[WHAT THE EXERCISE ASKS] Work out how many lines below contain the word "product". Only the number is wanted.

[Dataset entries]
********
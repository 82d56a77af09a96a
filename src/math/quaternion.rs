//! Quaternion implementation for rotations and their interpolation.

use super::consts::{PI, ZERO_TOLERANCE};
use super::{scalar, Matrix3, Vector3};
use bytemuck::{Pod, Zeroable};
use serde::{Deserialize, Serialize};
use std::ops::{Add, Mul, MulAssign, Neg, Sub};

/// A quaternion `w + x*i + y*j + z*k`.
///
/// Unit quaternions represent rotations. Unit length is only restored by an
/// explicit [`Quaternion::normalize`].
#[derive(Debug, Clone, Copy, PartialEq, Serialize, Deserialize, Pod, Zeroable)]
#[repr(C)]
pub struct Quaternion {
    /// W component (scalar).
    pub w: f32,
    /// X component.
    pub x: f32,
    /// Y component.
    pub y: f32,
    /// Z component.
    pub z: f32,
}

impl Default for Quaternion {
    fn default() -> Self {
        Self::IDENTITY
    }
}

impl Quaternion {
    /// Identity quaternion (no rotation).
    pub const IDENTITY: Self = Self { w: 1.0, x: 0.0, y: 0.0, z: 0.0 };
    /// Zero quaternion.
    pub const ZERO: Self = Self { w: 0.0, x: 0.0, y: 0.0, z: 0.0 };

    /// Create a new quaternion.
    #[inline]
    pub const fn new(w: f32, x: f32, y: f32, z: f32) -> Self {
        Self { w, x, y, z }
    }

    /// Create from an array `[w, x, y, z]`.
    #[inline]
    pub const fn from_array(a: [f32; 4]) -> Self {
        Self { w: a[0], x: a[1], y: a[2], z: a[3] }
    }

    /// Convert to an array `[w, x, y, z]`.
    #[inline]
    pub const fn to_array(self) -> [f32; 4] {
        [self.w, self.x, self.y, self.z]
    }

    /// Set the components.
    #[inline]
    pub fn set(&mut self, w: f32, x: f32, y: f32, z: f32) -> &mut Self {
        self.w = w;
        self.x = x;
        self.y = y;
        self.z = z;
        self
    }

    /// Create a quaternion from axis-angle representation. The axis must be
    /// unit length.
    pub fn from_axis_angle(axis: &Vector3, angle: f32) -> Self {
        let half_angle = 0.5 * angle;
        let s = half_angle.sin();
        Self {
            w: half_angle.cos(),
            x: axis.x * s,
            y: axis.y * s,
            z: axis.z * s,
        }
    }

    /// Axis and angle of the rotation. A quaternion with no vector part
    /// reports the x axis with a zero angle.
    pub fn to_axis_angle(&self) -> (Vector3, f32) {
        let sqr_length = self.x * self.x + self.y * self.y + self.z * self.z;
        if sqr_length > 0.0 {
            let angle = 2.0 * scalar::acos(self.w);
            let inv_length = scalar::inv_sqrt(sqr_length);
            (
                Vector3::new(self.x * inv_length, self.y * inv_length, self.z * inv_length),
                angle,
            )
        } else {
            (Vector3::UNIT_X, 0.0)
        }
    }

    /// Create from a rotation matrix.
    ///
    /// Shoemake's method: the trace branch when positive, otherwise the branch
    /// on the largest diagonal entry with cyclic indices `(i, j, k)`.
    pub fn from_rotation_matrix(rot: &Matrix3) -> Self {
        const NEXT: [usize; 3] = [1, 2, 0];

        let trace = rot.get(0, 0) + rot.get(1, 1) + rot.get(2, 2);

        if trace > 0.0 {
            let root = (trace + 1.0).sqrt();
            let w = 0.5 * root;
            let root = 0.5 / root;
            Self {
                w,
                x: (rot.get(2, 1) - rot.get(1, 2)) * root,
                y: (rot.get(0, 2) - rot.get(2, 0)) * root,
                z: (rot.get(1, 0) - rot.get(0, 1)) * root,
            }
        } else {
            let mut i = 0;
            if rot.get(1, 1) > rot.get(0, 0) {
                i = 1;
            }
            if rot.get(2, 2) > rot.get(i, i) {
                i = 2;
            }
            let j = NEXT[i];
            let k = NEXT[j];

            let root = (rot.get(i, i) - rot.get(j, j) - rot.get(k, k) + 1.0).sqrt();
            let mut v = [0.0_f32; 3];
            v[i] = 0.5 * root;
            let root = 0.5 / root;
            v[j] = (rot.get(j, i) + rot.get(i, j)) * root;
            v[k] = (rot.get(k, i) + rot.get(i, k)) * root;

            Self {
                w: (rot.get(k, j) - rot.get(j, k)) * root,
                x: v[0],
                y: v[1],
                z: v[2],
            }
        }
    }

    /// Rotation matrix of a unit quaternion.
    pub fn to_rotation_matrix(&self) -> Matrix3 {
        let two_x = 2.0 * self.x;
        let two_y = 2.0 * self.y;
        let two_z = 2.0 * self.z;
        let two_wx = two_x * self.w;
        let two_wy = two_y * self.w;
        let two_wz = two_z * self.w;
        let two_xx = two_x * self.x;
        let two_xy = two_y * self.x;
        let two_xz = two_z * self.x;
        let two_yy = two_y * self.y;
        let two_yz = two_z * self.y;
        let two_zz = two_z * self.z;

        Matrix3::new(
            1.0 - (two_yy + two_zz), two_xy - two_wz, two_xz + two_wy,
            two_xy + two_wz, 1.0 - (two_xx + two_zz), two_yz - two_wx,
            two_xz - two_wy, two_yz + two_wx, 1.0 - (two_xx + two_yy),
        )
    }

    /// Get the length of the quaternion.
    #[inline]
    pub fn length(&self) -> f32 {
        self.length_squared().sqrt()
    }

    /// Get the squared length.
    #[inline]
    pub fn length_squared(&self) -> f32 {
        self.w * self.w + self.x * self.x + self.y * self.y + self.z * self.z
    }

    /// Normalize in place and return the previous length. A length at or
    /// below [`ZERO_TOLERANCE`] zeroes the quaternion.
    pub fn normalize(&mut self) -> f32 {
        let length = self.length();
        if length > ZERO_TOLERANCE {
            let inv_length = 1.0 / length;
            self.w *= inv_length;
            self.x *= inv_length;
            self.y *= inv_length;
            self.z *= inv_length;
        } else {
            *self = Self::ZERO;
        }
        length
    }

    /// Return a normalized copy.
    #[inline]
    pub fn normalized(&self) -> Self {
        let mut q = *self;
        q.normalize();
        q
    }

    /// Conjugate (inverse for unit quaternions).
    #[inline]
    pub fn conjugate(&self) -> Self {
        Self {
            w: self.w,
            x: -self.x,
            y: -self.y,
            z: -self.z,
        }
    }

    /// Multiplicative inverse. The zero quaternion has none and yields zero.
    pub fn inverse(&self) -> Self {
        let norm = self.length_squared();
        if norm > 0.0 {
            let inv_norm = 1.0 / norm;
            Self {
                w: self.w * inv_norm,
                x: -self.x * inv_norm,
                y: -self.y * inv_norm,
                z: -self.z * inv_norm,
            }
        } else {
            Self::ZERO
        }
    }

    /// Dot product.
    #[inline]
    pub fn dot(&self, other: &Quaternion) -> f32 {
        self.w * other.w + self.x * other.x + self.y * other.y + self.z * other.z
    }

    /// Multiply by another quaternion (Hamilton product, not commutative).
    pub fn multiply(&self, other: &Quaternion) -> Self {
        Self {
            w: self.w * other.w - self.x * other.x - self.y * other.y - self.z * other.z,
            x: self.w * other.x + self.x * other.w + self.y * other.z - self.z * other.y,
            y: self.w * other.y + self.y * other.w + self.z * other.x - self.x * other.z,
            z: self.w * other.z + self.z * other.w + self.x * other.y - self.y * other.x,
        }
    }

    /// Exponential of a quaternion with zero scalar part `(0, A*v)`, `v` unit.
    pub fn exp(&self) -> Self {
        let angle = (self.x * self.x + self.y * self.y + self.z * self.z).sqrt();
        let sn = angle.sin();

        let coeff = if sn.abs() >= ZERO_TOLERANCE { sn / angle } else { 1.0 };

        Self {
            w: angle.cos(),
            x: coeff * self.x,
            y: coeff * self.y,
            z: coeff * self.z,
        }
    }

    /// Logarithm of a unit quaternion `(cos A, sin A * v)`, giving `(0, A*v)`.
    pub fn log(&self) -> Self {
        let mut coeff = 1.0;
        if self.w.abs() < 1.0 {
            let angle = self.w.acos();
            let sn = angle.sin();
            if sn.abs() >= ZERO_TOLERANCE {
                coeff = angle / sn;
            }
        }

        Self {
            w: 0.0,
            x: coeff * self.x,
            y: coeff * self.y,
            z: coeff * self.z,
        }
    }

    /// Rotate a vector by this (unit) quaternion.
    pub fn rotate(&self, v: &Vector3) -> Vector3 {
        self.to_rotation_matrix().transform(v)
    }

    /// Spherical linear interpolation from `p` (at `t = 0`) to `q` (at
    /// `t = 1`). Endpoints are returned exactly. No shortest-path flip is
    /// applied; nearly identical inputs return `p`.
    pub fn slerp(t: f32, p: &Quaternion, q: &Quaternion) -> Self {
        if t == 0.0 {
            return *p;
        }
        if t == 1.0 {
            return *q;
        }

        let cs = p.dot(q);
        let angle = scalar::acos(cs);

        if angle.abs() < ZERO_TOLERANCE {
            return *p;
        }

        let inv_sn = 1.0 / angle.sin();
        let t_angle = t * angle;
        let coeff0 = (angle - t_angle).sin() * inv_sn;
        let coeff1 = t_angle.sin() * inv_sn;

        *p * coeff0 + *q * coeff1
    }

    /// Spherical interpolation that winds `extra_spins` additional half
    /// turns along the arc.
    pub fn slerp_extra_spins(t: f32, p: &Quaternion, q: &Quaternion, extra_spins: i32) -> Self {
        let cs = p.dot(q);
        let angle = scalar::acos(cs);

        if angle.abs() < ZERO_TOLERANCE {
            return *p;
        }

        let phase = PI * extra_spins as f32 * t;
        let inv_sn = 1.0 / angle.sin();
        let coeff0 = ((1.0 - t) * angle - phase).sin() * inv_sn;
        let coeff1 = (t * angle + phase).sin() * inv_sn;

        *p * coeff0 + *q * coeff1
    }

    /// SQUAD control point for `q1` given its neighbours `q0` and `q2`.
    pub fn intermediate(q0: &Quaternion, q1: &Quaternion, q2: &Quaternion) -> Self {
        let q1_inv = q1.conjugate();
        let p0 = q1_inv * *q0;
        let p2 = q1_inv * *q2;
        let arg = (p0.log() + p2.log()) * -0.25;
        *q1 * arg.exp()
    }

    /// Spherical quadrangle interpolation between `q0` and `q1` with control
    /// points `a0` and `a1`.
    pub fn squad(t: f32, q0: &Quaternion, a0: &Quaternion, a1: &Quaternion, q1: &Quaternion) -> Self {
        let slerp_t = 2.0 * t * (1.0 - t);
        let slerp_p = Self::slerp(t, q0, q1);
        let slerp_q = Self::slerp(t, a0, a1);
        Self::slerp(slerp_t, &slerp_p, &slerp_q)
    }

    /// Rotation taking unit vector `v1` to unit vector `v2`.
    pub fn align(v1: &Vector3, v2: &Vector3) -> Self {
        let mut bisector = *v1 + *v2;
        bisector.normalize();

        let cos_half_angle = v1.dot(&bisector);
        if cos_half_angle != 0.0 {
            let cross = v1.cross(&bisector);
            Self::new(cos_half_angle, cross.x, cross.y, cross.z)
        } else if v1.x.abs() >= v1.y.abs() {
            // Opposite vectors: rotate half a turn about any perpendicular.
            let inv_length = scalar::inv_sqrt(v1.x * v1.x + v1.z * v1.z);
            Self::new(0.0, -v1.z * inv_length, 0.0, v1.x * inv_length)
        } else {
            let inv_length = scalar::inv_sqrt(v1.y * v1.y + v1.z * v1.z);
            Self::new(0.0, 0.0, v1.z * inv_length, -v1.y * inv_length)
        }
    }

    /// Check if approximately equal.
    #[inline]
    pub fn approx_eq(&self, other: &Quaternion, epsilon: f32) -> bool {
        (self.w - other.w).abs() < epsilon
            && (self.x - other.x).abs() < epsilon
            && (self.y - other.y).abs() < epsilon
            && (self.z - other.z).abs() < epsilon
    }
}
********
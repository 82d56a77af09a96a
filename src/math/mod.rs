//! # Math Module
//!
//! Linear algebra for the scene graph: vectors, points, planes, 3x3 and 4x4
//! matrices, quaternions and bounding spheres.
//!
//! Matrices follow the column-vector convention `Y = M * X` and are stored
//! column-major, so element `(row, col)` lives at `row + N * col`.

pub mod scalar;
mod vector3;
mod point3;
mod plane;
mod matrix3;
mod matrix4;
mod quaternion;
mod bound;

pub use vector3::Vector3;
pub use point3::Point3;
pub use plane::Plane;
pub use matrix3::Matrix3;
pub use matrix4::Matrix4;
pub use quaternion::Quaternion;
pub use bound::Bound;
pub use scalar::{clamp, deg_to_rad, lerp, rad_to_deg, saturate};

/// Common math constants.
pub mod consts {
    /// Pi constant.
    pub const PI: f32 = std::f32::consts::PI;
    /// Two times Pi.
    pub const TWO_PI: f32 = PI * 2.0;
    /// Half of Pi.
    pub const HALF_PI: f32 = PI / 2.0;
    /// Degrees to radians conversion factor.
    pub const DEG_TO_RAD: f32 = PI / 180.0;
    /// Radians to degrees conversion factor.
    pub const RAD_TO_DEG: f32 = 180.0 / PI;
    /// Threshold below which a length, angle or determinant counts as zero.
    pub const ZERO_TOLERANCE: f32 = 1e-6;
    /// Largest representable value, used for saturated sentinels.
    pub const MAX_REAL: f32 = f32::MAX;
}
********
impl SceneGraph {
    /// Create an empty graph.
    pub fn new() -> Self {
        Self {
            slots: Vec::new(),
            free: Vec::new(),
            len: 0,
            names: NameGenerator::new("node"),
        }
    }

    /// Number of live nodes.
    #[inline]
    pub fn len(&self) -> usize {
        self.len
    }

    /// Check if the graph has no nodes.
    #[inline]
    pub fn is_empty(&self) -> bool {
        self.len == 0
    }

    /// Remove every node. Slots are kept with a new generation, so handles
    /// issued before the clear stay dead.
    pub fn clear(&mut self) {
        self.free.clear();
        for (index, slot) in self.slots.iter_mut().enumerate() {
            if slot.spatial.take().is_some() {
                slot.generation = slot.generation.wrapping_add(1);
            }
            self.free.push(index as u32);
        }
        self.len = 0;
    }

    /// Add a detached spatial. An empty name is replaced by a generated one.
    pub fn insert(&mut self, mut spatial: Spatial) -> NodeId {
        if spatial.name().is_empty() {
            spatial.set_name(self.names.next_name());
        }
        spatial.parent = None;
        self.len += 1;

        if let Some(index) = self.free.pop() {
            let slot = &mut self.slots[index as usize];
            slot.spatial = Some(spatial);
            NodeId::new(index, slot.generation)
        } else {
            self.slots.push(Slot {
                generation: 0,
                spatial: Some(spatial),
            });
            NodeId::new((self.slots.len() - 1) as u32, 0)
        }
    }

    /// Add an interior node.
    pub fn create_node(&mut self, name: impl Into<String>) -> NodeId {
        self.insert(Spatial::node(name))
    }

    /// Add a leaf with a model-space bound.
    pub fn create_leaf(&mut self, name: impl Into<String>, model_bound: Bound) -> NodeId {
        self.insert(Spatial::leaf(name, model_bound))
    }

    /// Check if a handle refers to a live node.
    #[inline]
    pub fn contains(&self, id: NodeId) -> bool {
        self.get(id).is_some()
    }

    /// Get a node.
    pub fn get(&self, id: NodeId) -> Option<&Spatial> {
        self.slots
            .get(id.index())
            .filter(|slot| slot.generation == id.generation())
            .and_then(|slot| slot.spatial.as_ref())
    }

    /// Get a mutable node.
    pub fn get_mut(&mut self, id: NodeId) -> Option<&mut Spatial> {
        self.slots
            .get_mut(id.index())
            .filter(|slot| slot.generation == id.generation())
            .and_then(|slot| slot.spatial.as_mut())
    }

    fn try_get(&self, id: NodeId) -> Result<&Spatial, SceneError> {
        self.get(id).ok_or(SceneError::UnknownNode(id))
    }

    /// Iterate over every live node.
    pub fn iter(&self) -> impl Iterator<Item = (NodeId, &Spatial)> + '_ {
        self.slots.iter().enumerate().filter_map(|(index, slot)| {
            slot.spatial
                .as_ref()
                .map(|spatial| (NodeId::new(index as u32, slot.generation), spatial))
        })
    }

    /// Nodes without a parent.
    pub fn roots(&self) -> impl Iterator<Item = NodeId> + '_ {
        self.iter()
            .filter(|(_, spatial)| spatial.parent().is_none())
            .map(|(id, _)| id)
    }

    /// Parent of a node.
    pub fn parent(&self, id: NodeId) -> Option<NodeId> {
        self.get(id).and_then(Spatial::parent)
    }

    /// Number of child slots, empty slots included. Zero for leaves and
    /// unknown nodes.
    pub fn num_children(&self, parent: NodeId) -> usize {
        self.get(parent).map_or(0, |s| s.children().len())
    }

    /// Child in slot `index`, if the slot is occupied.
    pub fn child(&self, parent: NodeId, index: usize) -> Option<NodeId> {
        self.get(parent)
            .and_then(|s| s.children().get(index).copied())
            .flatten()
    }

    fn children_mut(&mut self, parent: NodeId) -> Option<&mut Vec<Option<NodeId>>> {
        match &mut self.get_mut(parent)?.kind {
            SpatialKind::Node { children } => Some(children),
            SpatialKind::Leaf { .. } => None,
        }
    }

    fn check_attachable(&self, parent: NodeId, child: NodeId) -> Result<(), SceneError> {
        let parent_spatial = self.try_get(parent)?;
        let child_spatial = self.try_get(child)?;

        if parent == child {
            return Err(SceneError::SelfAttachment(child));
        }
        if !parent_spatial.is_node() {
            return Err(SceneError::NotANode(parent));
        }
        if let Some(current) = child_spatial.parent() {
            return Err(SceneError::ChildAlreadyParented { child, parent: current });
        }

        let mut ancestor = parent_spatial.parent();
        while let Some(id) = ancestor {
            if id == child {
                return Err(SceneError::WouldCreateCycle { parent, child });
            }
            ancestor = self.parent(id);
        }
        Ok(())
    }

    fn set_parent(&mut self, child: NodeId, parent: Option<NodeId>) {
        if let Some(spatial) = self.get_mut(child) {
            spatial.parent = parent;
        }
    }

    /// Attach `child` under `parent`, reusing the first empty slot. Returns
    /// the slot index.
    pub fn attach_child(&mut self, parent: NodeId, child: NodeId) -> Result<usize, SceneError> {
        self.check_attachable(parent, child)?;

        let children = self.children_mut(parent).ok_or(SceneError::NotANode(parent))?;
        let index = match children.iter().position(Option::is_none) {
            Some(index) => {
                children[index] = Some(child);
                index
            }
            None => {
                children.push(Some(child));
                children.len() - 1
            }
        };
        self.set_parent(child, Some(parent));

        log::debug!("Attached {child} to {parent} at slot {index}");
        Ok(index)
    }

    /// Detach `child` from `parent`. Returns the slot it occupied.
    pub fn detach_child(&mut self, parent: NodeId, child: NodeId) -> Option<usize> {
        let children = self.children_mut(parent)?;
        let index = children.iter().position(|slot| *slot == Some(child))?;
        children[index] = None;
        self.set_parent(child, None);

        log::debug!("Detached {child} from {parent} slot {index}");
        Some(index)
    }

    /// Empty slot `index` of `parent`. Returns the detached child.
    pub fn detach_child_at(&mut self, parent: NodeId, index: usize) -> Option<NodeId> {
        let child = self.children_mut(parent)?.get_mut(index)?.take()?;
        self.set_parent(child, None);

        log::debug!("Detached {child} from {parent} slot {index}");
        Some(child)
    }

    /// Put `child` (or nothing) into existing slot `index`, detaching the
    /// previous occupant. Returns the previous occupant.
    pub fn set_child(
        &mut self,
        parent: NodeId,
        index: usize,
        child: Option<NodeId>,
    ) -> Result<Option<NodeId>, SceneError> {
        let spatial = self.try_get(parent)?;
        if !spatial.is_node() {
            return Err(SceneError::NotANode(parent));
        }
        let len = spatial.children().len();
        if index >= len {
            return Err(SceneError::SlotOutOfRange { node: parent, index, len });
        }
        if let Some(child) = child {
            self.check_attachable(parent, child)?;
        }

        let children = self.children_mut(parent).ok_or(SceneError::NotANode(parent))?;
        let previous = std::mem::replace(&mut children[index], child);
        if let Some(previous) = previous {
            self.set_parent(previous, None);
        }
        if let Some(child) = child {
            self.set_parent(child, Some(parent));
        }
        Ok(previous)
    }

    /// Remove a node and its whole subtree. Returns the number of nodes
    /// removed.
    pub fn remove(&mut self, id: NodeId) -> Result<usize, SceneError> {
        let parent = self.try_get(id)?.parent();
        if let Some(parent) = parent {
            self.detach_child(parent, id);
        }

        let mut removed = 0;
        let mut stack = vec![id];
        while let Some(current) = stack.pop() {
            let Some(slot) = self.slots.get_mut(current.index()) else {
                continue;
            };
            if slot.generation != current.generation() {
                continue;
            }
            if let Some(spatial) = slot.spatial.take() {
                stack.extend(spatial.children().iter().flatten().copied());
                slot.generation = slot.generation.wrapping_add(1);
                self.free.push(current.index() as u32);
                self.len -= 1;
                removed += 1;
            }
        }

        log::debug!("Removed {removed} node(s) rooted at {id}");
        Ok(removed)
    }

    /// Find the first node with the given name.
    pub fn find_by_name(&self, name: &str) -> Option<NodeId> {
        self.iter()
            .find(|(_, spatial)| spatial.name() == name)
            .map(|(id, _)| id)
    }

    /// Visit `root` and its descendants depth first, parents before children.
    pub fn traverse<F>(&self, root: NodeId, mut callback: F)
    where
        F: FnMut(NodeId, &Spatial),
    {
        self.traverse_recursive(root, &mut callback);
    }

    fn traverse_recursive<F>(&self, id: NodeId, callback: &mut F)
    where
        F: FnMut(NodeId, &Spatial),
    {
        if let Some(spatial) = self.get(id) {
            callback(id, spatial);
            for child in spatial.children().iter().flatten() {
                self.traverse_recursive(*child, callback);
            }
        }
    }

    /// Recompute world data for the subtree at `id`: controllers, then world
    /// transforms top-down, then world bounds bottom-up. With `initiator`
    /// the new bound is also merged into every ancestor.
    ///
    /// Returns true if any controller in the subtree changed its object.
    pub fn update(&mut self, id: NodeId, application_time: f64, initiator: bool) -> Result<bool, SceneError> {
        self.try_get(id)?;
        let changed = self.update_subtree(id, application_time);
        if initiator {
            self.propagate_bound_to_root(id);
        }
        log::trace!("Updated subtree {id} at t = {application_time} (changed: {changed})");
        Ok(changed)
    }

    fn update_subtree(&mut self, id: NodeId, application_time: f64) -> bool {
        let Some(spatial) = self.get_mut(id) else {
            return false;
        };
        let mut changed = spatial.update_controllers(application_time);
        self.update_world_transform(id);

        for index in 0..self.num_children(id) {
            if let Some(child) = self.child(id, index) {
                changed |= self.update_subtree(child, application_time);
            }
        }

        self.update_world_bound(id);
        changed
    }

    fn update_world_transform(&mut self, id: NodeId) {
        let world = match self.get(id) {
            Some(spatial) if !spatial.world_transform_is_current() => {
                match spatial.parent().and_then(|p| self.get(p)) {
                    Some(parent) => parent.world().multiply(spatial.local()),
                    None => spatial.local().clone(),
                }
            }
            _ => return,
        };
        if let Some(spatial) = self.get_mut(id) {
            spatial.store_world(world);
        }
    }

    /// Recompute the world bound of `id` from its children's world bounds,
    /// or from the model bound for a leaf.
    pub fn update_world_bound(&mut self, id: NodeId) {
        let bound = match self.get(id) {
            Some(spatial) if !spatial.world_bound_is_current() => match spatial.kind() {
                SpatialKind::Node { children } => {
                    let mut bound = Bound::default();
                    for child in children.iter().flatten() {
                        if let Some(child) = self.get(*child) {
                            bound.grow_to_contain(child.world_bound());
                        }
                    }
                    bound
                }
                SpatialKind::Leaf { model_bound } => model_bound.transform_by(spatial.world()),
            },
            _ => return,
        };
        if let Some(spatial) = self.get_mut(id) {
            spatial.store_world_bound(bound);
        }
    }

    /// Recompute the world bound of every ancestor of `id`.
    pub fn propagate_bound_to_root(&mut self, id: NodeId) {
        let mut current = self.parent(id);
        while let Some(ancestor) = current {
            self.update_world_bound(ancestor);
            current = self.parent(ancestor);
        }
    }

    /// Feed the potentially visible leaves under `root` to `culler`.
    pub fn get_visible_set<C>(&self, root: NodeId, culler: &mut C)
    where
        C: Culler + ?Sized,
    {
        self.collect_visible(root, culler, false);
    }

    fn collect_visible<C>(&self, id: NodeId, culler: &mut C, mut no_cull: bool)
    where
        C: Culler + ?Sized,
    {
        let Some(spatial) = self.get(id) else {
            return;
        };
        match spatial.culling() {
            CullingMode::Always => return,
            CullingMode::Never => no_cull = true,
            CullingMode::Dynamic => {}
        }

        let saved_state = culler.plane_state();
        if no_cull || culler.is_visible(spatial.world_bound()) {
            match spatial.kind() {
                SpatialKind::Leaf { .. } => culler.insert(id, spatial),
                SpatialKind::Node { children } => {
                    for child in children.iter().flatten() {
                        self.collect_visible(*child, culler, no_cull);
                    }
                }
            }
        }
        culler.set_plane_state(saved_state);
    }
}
********
[ANSWER TO THE PROBLEM] 2